Stored data entries

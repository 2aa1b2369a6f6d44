use finwell::clusters::{BehavioralClassifier, BehavioralProfile, ClusterModel};
use finwell::config::ModelConfig;
use finwell::error::AppError;
use finwell::scoring::{DerivedRatios, FinancialSnapshot};
use metrics_exporter_prometheus::PrometheusHandle;
use std::path::Path;
use std::sync::atomic::AtomicBool;
use std::sync::Arc;
use tracing::info;

#[derive(Clone)]
pub(crate) struct AppState {
    pub(crate) readiness: Arc<AtomicBool>,
    pub(crate) metrics: Arc<PrometheusHandle>,
    pub(crate) classifier: Option<Arc<dyn BehavioralClassifier>>,
}

/// Loads the pre-trained cluster model once at startup. A missing
/// configuration means the service runs without behavioral profiles; a
/// configured but unreadable model is a startup error.
pub(crate) fn load_classifier(
    config: &ModelConfig,
) -> Result<Option<Arc<dyn BehavioralClassifier>>, AppError> {
    match &config.artifact_dir {
        Some(dir) => Ok(Some(load_model(dir)?)),
        None => {
            info!("MODEL_DIR not set, behavioral profiles disabled");
            Ok(None)
        }
    }
}

pub(crate) fn load_model(dir: &Path) -> Result<Arc<dyn BehavioralClassifier>, AppError> {
    let model = ClusterModel::load(dir)?;
    info!(dir = %dir.display(), "behavioral cluster model loaded");
    Ok(Arc::new(model))
}

pub(crate) fn behavioral_profile(
    classifier: Option<&dyn BehavioralClassifier>,
    snapshot: &FinancialSnapshot,
    ratios: &DerivedRatios,
) -> Option<BehavioralProfile> {
    classifier.map(|classifier| BehavioralProfile::classify_with(classifier, snapshot, ratios))
}
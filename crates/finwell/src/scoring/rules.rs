use super::domain::DerivedRatios;
use serde::{Deserialize, Serialize};

/// The four weighted dimensions of the wellness score.
#[derive(Debug, Clone, Copy, PartialEq, Eq, Serialize, Deserialize)]
#[serde(rename_all = "snake_case")]
pub enum ScoreFactor {
    ExpenseDiscipline,
    DebtBurden,
    EmergencyReserve,
    SavingsQuality,
}

/// Discrete contribution to the wellness score, allowing transparent audits
/// of where points were gained or lost.
#[derive(Debug, Clone, PartialEq, Serialize, Deserialize)]
pub struct ScoreComponent {
    pub factor: ScoreFactor,
    pub points: f64,
    pub notes: String,
}

// Expense discipline, weighted 25: full credit at a spend ratio of 0.4 or
// below, nothing at 1.0 or above, linear in between.
fn expense_component(expense_to_income: f64) -> ScoreComponent {
    let er = expense_to_income;
    let (points, notes) = if er <= 0.4 {
        (25.0, format!("spend ratio {er:.2} within the 0.40 full-credit band"))
    } else if er >= 1.0 {
        (0.0, format!("spend ratio {er:.2} consumes all income"))
    } else {
        (
            (1.0 - (er - 0.4) / 0.6) * 25.0,
            format!("spend ratio {er:.2} between 0.40 and 1.00"),
        )
    };
    ScoreComponent {
        factor: ScoreFactor::ExpenseDiscipline,
        points,
        notes,
    }
}

// Debt burden, weighted 30: full credit at a debt-to-income ratio of 0.5 or
// below, nothing at 3.0 or above.
fn debt_component(debt_to_income: f64) -> ScoreComponent {
    let dr = debt_to_income;
    let (points, notes) = if dr <= 0.5 {
        (30.0, format!("debt ratio {dr:.2} within the 0.50 full-credit band"))
    } else if dr >= 3.0 {
        (0.0, format!("debt ratio {dr:.2} at or above the 3.00 cutoff"))
    } else {
        (
            (1.0 - (dr - 0.5) / 2.5) * 30.0,
            format!("debt ratio {dr:.2} between 0.50 and 3.00"),
        )
    };
    ScoreComponent {
        factor: ScoreFactor::DebtBurden,
        points,
        notes,
    }
}

// Emergency reserve, weighted 25: full credit at six months of cover,
// proportional below that.
fn emergency_component(months_cover: f64) -> ScoreComponent {
    let (points, notes) = if months_cover >= 6.0 {
        (25.0, format!("{months_cover:.1} months of cover meets the 6-month target"))
    } else {
        (
            months_cover / 6.0 * 25.0,
            format!("{months_cover:.1} months of cover below the 6-month target"),
        )
    };
    ScoreComponent {
        factor: ScoreFactor::EmergencyReserve,
        points,
        notes,
    }
}

// Savings quality, weighted 20: full credit at a 25% savings rate. High debt
// dampens the credit multiplicatively (x0.6 above ratio 1, a further x0.4
// above ratio 2).
fn savings_component(savings_percent: f64, debt_to_income: f64) -> ScoreComponent {
    let mut points = (savings_percent / 25.0).min(1.0) * 20.0;
    let mut notes = format!("savings rate {savings_percent:.1}% against a 25% target");
    if debt_to_income > 1.0 {
        points *= 0.6;
        notes.push_str(", dampened by elevated debt");
    }
    if debt_to_income > 2.0 {
        points *= 0.4;
        notes.push_str(", dampened again by severe debt");
    }
    ScoreComponent {
        factor: ScoreFactor::SavingsQuality,
        points,
        notes,
    }
}

/// Per-factor breakdown of the wellness score. Component points always sum
/// to the unrounded score.
pub fn score_breakdown(ratios: &DerivedRatios) -> Vec<ScoreComponent> {
    vec![
        expense_component(ratios.expense_to_income),
        debt_component(ratios.debt_to_income),
        emergency_component(ratios.months_emergency_cover),
        savings_component(ratios.savings_percent, ratios.debt_to_income),
    ]
}

/// Rule-based financial wellness score in [0, 100], rounded to two decimal
/// places. The range holds by construction: each component is clamped to its
/// weight and the weights sum to 100.
pub fn calculate_wellness_score(ratios: &DerivedRatios) -> f64 {
    let total: f64 = score_breakdown(ratios)
        .iter()
        .map(|component| component.points)
        .sum();
    round2(total)
}

pub(crate) fn round2(value: f64) -> f64 {
    (value * 100.0).round() / 100.0
}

Work order:
Every line above that carries the string "full" should be copied.

Response for this exercise:
// Expense discipline, weighted 25: full credit at a spend ratio of 0.4 or
        (25.0, format!("spend ratio {er:.2} within the 0.40 full-credit band"))
// Debt burden, weighted 30: full credit at a debt-to-income ratio of 0.5 or
        (30.0, format!("debt ratio {dr:.2} within the 0.50 full-credit band"))
// Emergency reserve, weighted 25: full credit at six months of cover,
// Savings quality, weighted 20: full credit at a 25% savings rate. High debt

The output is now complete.